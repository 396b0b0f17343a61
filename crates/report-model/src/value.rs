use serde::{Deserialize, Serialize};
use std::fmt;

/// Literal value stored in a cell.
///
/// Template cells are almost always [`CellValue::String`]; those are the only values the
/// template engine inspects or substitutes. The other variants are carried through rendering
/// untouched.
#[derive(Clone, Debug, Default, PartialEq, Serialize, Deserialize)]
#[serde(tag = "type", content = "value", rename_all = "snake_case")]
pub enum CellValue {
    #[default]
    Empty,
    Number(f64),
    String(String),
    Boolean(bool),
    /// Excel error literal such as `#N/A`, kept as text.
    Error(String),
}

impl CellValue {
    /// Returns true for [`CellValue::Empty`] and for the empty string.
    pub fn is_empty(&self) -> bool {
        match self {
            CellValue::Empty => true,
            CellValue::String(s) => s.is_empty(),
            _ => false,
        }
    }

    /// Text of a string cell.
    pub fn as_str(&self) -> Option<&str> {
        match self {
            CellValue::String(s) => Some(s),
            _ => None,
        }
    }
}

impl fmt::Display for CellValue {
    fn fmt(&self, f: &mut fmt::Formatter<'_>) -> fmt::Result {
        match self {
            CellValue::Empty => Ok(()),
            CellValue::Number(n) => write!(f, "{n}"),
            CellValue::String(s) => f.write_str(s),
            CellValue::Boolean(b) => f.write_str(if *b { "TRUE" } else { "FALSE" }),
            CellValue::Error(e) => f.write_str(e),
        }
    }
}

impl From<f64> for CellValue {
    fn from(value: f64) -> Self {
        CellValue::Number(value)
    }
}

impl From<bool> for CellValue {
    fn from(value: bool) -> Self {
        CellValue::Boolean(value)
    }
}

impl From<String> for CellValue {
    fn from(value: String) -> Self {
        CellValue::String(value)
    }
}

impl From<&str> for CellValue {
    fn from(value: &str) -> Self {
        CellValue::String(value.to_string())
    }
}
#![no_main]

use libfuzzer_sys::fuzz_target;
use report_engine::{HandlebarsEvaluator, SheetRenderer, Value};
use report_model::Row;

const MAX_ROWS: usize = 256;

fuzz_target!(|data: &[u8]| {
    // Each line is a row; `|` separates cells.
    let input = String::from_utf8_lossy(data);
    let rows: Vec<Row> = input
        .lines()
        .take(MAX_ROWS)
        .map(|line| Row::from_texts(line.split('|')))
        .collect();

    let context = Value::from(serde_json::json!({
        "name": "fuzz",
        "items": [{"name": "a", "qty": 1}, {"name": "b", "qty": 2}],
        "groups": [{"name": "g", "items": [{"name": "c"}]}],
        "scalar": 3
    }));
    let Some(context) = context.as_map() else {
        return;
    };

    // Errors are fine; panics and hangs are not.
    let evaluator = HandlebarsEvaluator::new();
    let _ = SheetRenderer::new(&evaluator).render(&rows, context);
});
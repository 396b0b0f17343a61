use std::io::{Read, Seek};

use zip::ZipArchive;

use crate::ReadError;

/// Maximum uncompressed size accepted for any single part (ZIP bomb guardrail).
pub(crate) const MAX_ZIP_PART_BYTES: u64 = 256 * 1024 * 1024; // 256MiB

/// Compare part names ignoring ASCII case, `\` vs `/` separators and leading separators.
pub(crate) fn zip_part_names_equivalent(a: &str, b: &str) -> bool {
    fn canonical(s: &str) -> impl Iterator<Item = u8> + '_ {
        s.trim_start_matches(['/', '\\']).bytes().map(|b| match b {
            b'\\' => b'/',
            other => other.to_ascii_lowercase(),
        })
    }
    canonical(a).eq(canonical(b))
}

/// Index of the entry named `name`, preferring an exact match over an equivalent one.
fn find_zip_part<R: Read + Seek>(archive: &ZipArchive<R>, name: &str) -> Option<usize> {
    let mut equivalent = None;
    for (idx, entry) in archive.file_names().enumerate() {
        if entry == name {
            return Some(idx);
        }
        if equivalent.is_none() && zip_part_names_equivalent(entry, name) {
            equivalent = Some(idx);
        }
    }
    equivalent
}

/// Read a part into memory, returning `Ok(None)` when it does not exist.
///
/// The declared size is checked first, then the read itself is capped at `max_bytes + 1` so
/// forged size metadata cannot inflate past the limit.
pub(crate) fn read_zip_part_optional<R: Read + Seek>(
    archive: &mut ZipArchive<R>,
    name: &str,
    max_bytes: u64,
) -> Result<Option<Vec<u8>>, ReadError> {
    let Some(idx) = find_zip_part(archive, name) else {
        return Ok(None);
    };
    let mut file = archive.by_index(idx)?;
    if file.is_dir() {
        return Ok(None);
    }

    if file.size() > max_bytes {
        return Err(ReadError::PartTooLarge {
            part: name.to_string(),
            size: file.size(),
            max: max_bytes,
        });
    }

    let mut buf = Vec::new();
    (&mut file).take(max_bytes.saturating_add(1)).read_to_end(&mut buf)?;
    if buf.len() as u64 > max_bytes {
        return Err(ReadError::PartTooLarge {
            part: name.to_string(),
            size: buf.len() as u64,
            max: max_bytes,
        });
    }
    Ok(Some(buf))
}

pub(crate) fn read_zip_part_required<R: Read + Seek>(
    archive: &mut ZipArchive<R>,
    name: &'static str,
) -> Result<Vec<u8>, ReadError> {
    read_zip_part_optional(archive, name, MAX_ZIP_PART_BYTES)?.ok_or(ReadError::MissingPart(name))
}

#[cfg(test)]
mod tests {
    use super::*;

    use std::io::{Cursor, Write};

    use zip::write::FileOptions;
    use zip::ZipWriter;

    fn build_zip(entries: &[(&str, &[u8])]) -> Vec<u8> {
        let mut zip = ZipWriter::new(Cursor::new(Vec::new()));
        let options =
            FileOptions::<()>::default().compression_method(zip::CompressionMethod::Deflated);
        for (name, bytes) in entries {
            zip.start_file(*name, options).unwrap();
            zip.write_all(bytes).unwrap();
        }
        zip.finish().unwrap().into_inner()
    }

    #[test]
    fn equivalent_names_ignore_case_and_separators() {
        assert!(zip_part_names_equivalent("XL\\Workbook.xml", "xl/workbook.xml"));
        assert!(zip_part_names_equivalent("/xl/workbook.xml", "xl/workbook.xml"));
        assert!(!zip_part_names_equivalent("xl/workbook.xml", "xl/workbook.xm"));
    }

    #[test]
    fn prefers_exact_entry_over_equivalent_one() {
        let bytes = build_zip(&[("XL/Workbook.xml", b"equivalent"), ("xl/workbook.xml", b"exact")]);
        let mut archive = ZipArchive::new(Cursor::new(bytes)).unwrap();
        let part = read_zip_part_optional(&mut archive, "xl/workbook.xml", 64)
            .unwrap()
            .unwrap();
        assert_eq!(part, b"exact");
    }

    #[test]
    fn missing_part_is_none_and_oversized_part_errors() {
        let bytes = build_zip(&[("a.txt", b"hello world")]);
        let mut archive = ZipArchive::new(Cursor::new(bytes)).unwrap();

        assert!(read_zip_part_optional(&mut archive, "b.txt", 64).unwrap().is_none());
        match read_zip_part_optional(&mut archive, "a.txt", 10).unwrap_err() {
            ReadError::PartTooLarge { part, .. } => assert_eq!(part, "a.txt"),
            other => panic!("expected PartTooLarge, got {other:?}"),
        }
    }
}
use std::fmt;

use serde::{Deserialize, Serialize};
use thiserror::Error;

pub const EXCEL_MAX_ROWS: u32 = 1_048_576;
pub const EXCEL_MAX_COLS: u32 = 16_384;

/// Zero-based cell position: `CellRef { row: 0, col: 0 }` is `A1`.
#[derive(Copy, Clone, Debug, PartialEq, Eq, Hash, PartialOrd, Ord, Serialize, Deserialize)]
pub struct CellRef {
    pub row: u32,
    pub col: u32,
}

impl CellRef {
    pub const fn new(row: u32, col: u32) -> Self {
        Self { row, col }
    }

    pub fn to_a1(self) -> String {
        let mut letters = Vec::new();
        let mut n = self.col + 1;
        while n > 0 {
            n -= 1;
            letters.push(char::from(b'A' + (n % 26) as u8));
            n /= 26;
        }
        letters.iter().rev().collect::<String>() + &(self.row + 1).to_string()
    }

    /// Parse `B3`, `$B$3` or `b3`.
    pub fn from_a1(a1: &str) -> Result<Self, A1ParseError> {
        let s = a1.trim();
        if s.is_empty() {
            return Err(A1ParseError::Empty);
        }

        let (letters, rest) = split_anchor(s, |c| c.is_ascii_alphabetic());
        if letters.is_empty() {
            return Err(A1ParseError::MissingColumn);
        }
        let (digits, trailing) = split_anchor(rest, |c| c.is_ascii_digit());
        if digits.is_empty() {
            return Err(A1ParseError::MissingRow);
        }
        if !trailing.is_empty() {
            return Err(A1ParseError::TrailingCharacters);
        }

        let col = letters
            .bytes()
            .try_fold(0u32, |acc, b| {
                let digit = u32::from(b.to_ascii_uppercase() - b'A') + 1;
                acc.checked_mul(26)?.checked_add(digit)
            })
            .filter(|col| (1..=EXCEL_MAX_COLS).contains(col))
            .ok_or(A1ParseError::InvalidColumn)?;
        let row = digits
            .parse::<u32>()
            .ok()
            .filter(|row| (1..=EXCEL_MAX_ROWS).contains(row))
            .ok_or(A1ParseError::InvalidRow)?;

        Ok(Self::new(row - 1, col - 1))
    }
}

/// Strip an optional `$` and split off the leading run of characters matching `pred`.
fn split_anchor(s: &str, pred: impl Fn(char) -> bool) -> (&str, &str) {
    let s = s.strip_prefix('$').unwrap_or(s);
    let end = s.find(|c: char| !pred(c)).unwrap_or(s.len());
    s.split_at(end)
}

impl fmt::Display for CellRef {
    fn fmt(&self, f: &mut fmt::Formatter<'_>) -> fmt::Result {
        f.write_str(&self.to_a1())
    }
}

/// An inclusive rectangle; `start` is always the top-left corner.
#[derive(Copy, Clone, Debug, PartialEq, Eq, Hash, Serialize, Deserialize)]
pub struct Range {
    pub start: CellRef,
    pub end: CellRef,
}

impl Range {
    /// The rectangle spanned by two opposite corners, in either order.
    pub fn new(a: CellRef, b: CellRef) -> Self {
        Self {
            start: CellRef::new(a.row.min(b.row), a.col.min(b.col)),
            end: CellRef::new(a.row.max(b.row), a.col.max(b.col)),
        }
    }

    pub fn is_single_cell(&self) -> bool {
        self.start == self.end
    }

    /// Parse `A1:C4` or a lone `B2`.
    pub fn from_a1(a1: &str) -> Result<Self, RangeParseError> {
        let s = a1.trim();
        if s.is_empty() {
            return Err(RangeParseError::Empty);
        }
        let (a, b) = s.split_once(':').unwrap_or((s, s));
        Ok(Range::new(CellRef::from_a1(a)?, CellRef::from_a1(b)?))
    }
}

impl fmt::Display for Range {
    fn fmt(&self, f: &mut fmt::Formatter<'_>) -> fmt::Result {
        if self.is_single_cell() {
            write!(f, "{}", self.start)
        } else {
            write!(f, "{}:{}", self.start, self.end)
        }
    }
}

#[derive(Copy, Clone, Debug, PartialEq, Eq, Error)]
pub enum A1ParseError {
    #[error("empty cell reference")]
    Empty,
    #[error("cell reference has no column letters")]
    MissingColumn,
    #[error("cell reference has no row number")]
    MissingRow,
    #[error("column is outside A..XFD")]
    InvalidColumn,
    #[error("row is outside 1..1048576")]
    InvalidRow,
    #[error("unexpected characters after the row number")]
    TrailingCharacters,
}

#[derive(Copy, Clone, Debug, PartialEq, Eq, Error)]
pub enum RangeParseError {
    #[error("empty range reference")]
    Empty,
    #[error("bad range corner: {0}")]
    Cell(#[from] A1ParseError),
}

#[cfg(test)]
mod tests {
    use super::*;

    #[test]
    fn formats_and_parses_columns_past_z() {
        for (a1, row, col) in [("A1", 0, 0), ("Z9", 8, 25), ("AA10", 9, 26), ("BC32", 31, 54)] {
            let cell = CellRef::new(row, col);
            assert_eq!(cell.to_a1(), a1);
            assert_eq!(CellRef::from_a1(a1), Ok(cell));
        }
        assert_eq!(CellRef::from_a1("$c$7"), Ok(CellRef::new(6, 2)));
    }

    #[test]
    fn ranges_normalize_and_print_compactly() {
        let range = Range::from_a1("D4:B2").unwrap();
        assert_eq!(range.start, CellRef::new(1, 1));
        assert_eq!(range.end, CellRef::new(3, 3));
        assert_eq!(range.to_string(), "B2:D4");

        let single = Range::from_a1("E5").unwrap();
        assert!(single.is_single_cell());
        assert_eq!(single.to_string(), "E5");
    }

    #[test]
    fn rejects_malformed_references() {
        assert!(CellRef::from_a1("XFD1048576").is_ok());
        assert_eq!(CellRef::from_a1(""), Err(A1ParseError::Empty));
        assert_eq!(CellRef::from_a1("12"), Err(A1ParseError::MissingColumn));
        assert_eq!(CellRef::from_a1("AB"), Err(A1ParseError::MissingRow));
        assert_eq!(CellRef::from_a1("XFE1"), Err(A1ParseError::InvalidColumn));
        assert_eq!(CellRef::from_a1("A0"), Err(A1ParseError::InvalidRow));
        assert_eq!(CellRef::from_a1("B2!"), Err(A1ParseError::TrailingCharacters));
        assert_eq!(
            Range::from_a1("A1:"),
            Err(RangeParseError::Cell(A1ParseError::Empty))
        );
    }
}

# Your goal
Pull every line containing "letters" from the data.

# Task output
        let mut letters = Vec::new();
            letters.push(char::from(b'A' + (n % 26) as u8));
        letters.iter().rev().collect::<String>() + &(self.row + 1).to_string()
        let (letters, rest) = split_anchor(s, |c| c.is_ascii_alphabetic());
        if letters.is_empty() {
        let col = letters
    #[error("cell reference has no column letters")]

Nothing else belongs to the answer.